At least a dozen people have been diagnosed with measles and three have been hospitalised as an outbreak of the infectious disease which began at the Orana Steiner School in Weston continues.
ACT chief health officer Paul Kelly said eight of the people who had fallen ill were Year 9 students from the school and four were ''community cases''.
Health authorities had asked Orana families to keep all unvaccinated students home from school to help prevent infection.
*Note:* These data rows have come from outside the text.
//! Per-project statistics over the configured time window.

use tracing::info;

use crate::Result;
use crate::api::GitlabApi;
use crate::config::RunConfig;
use crate::hierarchy::ProjectRef;

/// Counters for one project. Only built once every counter is complete.
#[derive(Debug, Clone, Copy, Default, PartialEq, Eq)]
pub struct ProjectStats {
    pub project_id: u64,
    pub commits: u64,
    pub commits_additions: u64,
    pub commits_deletions: u64,
    pub merged_mrs: u64,
    pub pipelines: u64,
    pub pipelines_duration: u64,
    pub tags: u64,
    pub releases: u64,
}

#[derive(Debug, Clone, Copy, PartialEq, Eq)]
pub enum SkipReason {
    /// Project id is below the resume cursor; nothing was fetched.
    BeforeResumeCursor { cursor: u64 },
    /// Repository access level is `disabled`.
    RepositoryDisabled,
}

#[derive(Debug, Clone, Copy, PartialEq, Eq)]
pub enum ProjectOutcome {
    Counted(ProjectStats),
    Skipped(SkipReason),
}

#[derive(Debug, Clone, Copy, Default, PartialEq, Eq)]
struct CommitTotals {
    commits: u64,
    additions: u64,
    deletions: u64,
}

/// Computes [`ProjectStats`] for projects one at a time.
pub struct Aggregator<'a, A: GitlabApi> {
    api: &'a A,
    config: &'a RunConfig,
}

impl<'a, A: GitlabApi> Aggregator<'a, A> {
    #[must_use]
    pub const fn new(api: &'a A, config: &'a RunConfig) -> Self {
        Self { api, config }
    }

    /// Collect all counters for `project`, or report why it is skipped.
    ///
    /// # Errors
    /// Upstream failures and malformed timestamps abort the project; no
    /// partial stats are returned.
    pub fn aggregate(&self, project: &ProjectRef) -> Result<ProjectOutcome> {
        let cursor = self.config.resume_from_project_id;
        if cursor > 0 && project.id < cursor {
            info!(
                "Skipping project {} id {} because threshold is set to {cursor}",
                project.path_with_namespace, project.id
            );
            return Ok(ProjectOutcome::Skipped(SkipReason::BeforeResumeCursor {
                cursor,
            }));
        }

        info!(
            "Getting details of project {} (id {})",
            project.path_with_namespace, project.id
        );
        let detail = self.api.project(project.id)?;
        if detail.repository_disabled() {
            info!(
                "Repository access level of {} is 'disabled', skipping",
                project.path_with_namespace
            );
            return Ok(ProjectOutcome::Skipped(SkipReason::RepositoryDisabled));
        }

        let commits = self.count_commits(project)?;
        let merged_mrs = self.count_merged_mrs(project.id)?;
        let (pipelines, pipelines_duration) = self.count_pipelines(project.id)?;
        let tags = self.count_tags(project.id)?;
        let releases = self.count_releases(project.id)?;

        Ok(ProjectOutcome::Counted(ProjectStats {
            project_id: project.id,
            commits: commits.commits,
            commits_additions: commits.additions,
            commits_deletions: commits.deletions,
            merged_mrs,
            pipelines,
            pipelines_duration,
            tags,
            releases,
        }))
    }

    /// The `since` filter only bounds the lower edge server-side, so every
    /// commit is checked against the full window again.
    fn count_commits(&self, project: &ProjectRef) -> Result<CommitTotals> {
        let window = &self.config.window;
        let exclusion = self
            .config
            .line_stats_exclusion(&project.path_with_namespace, project.group_path());
        if let Some(reason) = &exclusion {
            info!(
                "Skipping commit stats extraction for project {} because {reason}",
                project.path_with_namespace
            );
        }

        let mut totals = CommitTotals::default();
        for commit in self.api.commits_since(project.id, &window.since_param()) {
            let commit = commit?;
            if !window.contains(&commit.created_at)? {
                continue;
            }
            totals.commits += 1;
            if exclusion.is_some() {
                continue;
            }
            let detail = self.api.commit(project.id, &commit.id)?;
            totals.additions += detail.stats.additions;
            totals.deletions += detail.stats.deletions;
        }
        Ok(totals)
    }

    /// Merged MRs are windowed by creation time, not merge time.
    fn count_merged_mrs(&self, project_id: u64) -> Result<u64> {
        let mut count = 0;
        for mr in self.api.merged_merge_requests(project_id) {
            if self.config.window.contains(&mr?.created_at)? {
                count += 1;
            }
        }
        Ok(count)
    }

    fn count_pipelines(&self, project_id: u64) -> Result<(u64, u64)> {
        let (mut count, mut duration) = (0, 0);
        for pipeline in self.api.pipelines(project_id) {
            let pipeline = pipeline?;
            if self.config.window.contains(&pipeline.created_at)? {
                count += 1;
                duration += self.api.pipeline(project_id, pipeline.id)?.duration_secs();
            }
        }
        Ok((count, duration))
    }

    fn count_tags(&self, project_id: u64) -> Result<u64> {
        let mut count = 0;
        for tag in self.api.tags(project_id) {
            if self.config.window.contains(&tag?.commit.created_at)? {
                count += 1;
            }
        }
        Ok(count)
    }

    fn count_releases(&self, project_id: u64) -> Result<u64> {
        let mut count = 0;
        for release in self.api.releases(project_id) {
            if self.config.window.contains(&release?.created_at)? {
                count += 1;
            }
        }
        Ok(count)
    }
}

#[cfg(test)]
#[path = "aggregate_tests.rs"]
mod tests;
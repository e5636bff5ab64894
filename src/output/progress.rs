use std::io::IsTerminal;

use indicatif::{ProgressBar, ProgressStyle};

/// Progress bar over the projects of a run.
///
/// The bar is drawn only when enabled and stderr is a TTY; otherwise every
/// call is a no-op.
#[derive(Clone)]
pub struct ProjectProgress {
    progress_bar: ProgressBar,
}

impl ProjectProgress {
    /// Creates a progress bar for `total` projects.
    ///
    /// The progress bar outputs to stderr, next to the log lines.
    #[must_use]
    pub fn new(total: u64, enabled: bool) -> Self {
        let is_tty = std::io::stderr().is_terminal();
        Self::new_with_visibility(total, enabled && is_tty)
    }

    /// A bar that never draws.
    #[must_use]
    pub fn hidden() -> Self {
        Self::new_with_visibility(0, false)
    }

    fn new_with_visibility(total: u64, visible: bool) -> Self {
        let progress_bar = if visible {
            Self::create_visible_progress_bar(total)
        } else {
            ProgressBar::hidden()
        };
        Self { progress_bar }
    }

    fn create_visible_progress_bar(total: u64) -> ProgressBar {
        let pb = ProgressBar::new(total);
        let style = ProgressStyle::default_bar()
            .template("{spinner:.green} Projects [{bar:40.cyan/blue}] {pos}/{len} {wide_msg}")
            .map_or_else(|_| ProgressStyle::default_bar(), |s| s.progress_chars("█▓░"));
        pb.set_style(style);
        pb
    }

    /// Shows the project currently being processed.
    pub fn start_project(&self, path: &str) {
        self.progress_bar.set_message(path.to_string());
    }

    /// Marks one project as done (counted or skipped).
    pub fn inc(&self) {
        self.progress_bar.inc(1);
    }

    #[must_use]
    pub fn position(&self) -> u64 {
        self.progress_bar.position()
    }

    /// Finishes the progress bar and clears it from the terminal.
    pub fn finish(&self) {
        self.progress_bar.finish_and_clear();
    }
}

#[cfg(test)]
#[path = "progress_tests.rs"]
mod tests;
use std::io::{self, IsTerminal};
use std::path::Path;

use clap::Parser;

use gitlab_stats::cli::Cli;
use gitlab_stats::config::{Config, ConfigLoader, FileConfigLoader, InstanceConfig, RunConfig};
use gitlab_stats::select::{
    InstanceSelector, InteractiveSelector, Selection, StaticListSelector, resolve_instance,
};
use gitlab_stats::{EXIT_SUCCESS, logging, pipeline};

fn main() {
    let cli = Cli::parse();
    logging::init(cli.verbose, cli.quiet);

    let exit_code = match run(&cli) {
        Ok(exit_code) => exit_code,
        Err(e) => {
            eprintln!("Error: {e}");
            e.exit_code()
        }
    };

    std::process::exit(exit_code);
}

fn run(cli: &Cli) -> gitlab_stats::Result<i32> {
    let config = load_config(cli.config.as_deref())?;

    let selector: &dyn InstanceSelector = if io::stdin().is_terminal() {
        &InteractiveSelector
    } else {
        &StaticListSelector
    };
    let name = match resolve_instance(cli.instance.as_deref(), &config, selector)? {
        Selection::Instance(name) => name,
        Selection::Quit => {
            eprintln!("Exiting...");
            return Ok(EXIT_SUCCESS);
        }
    };

    let mut raw = config.instance(&name)?.clone();
    apply_cli_overrides(&mut raw, cli);

    let run_config = RunConfig::resolve(&name, &raw, std::env::var("GITLAB_TOKEN").ok())?;
    pipeline::execute(&run_config, cli.progress)?;
    Ok(EXIT_SUCCESS)
}

fn load_config(config_path: Option<&Path>) -> gitlab_stats::Result<Config> {
    let loader = FileConfigLoader::new();
    config_path.map_or_else(|| loader.load(), |path| loader.load_from_path(path))
}

fn apply_cli_overrides(raw: &mut InstanceConfig, cli: &Cli) {
    if let Some(from_project_id) = cli.from_project_id {
        raw.from_project_id = Some(from_project_id);
    }

    if let Some(output_dir) = &cli.output_dir {
        raw.output_dir = Some(output_dir.clone());
    }
}

#[cfg(test)]
#[path = "main_tests.rs"]
mod tests;
//! Booking DTOs

use chrono::{DateTime, Utc};
use core_kernel::Currency;
use domain_payments::{Booking, BookingStatement};
use rust_decimal::Decimal;
use serde::{Deserialize, Serialize};
use uuid::Uuid;
use validator::Validate;

use super::payments::PaymentResponse;

#[derive(Debug, Deserialize, Validate)]
pub struct OpenBookingRequest {
    pub participant: Uuid,
    /// `online` (default) or `cash`
    #[validate(length(min = 1, max = 16))]
    pub payment_method: Option<String>,
}

#[derive(Debug, Serialize)]
pub struct BookingResponse {
    pub id: Uuid,
    pub participant_id: Uuid,
    pub amount_due: Decimal,
    pub amount_paid: Decimal,
    pub currency: Currency,
    pub status: String,
    pub payment_method: String,
    pub paid_at: Option<DateTime<Utc>>,
    pub created_at: DateTime<Utc>,
    pub updated_at: DateTime<Utc>,
    #[serde(skip_serializing_if = "Option::is_none")]
    pub payments: Option<Vec<PaymentResponse>>,
}

impl From<&Booking> for BookingResponse {
    fn from(booking: &Booking) -> Self {
        Self {
            id: *booking.id.as_uuid(),
            participant_id: *booking.participant_id.as_uuid(),
            amount_due: booking.amount_due.amount(),
            amount_paid: booking.amount_paid.amount(),
            currency: booking.amount_due.currency(),
            status: booking.status.as_str().to_string(),
            payment_method: booking.payment_method.as_str().to_string(),
            paid_at: booking.paid_at,
            created_at: booking.created_at,
            updated_at: booking.updated_at,
            payments: None,
        }
    }
}

impl From<&BookingStatement> for BookingResponse {
    fn from(statement: &BookingStatement) -> Self {
        Self {
            payments: Some(statement.payments.iter().map(PaymentResponse::from).collect()),
            ..BookingResponse::from(&statement.booking)
        }
    }
}
//! Booking handlers

use axum::{
    extract::{Path, State},
    http::StatusCode,
    Extension, Json,
};
use core_kernel::{BookingId, ParticipantId};
use domain_payments::{Actor, BookingChannel};
use uuid::Uuid;
use validator::Validate;

use crate::dto::bookings::*;
use crate::{error::ApiError, AppState};

/// Opens the booking for a participation, or returns the existing one
pub async fn open_booking(
    State(state): State<AppState>,
    Extension(actor): Extension<Actor>,
    Json(request): Json<OpenBookingRequest>,
) -> Result<(StatusCode, Json<BookingResponse>), ApiError> {
    request.validate()?;

    let channel = match request.payment_method.as_deref() {
        None => BookingChannel::Online,
        Some(name) => BookingChannel::parse(name)
            .ok_or_else(|| ApiError::BadRequest(format!("Unknown payment method: {}", name)))?,
    };

    let opened = state
        .engine
        .open_booking(ParticipantId::from_uuid(request.participant), channel, &actor)
        .await?;

    let status = if opened.created {
        StatusCode::CREATED
    } else {
        StatusCode::OK
    };
    Ok((status, Json(BookingResponse::from(&opened.booking))))
}

/// Gets a booking with its payments
pub async fn get_booking(
    State(state): State<AppState>,
    Extension(actor): Extension<Actor>,
    Path(id): Path<Uuid>,
) -> Result<Json<BookingResponse>, ApiError> {
    let statement = state.engine.booking(BookingId::from_uuid(id), &actor).await?;
    Ok(Json(BookingResponse::from(&statement)))
}

/// Marks a fully collected booking as paid
pub async fn verify_booking(
    State(state): State<AppState>,
    Extension(actor): Extension<Actor>,
    Path(id): Path<Uuid>,
) -> Result<Json<BookingResponse>, ApiError> {
    let booking = state
        .engine
        .verify_booking(BookingId::from_uuid(id), &actor)
        .await?;
    Ok(Json(BookingResponse::from(&booking)))
}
''The end of the school year will be helpful for stopping it circulating within the school community, but unfortunately when they go out on holidays they may well interact with other ... people ... around Australia and this is how this tends to spread further,'' Dr Kelly said.
''This is why we've asked people to stay at home, so hopefully it will burn out by the end of the school year.
''Anyone who's unvaccinated will most likely have been infected by then and we'll come to the end of the outbreak. But I expect there will be more cases [before then].''
Dr Kelly said the outbreak had been linked to a person who had travelled overseas.
''I think I'm right in saying there hasn't been a measles case which is endemic to Australia for a long time,'' he said.
There was only one reported case of measles in the ACT last year.
Health authorities were continuing to contact people who might have been in contact with measles patients.
Contacts who had not been vaccinated could be offered a vaccine or the normal human immunoglobulin.
Measles symptoms can include fever, tiredness, runny nose and a cough, followed by a rash which appears between two and seven days later.
Up to a third of people with measles develop complications, which could include ear infections, diarrhoea and pneumonia.
About one in 1000 people with measles develops encephalitis.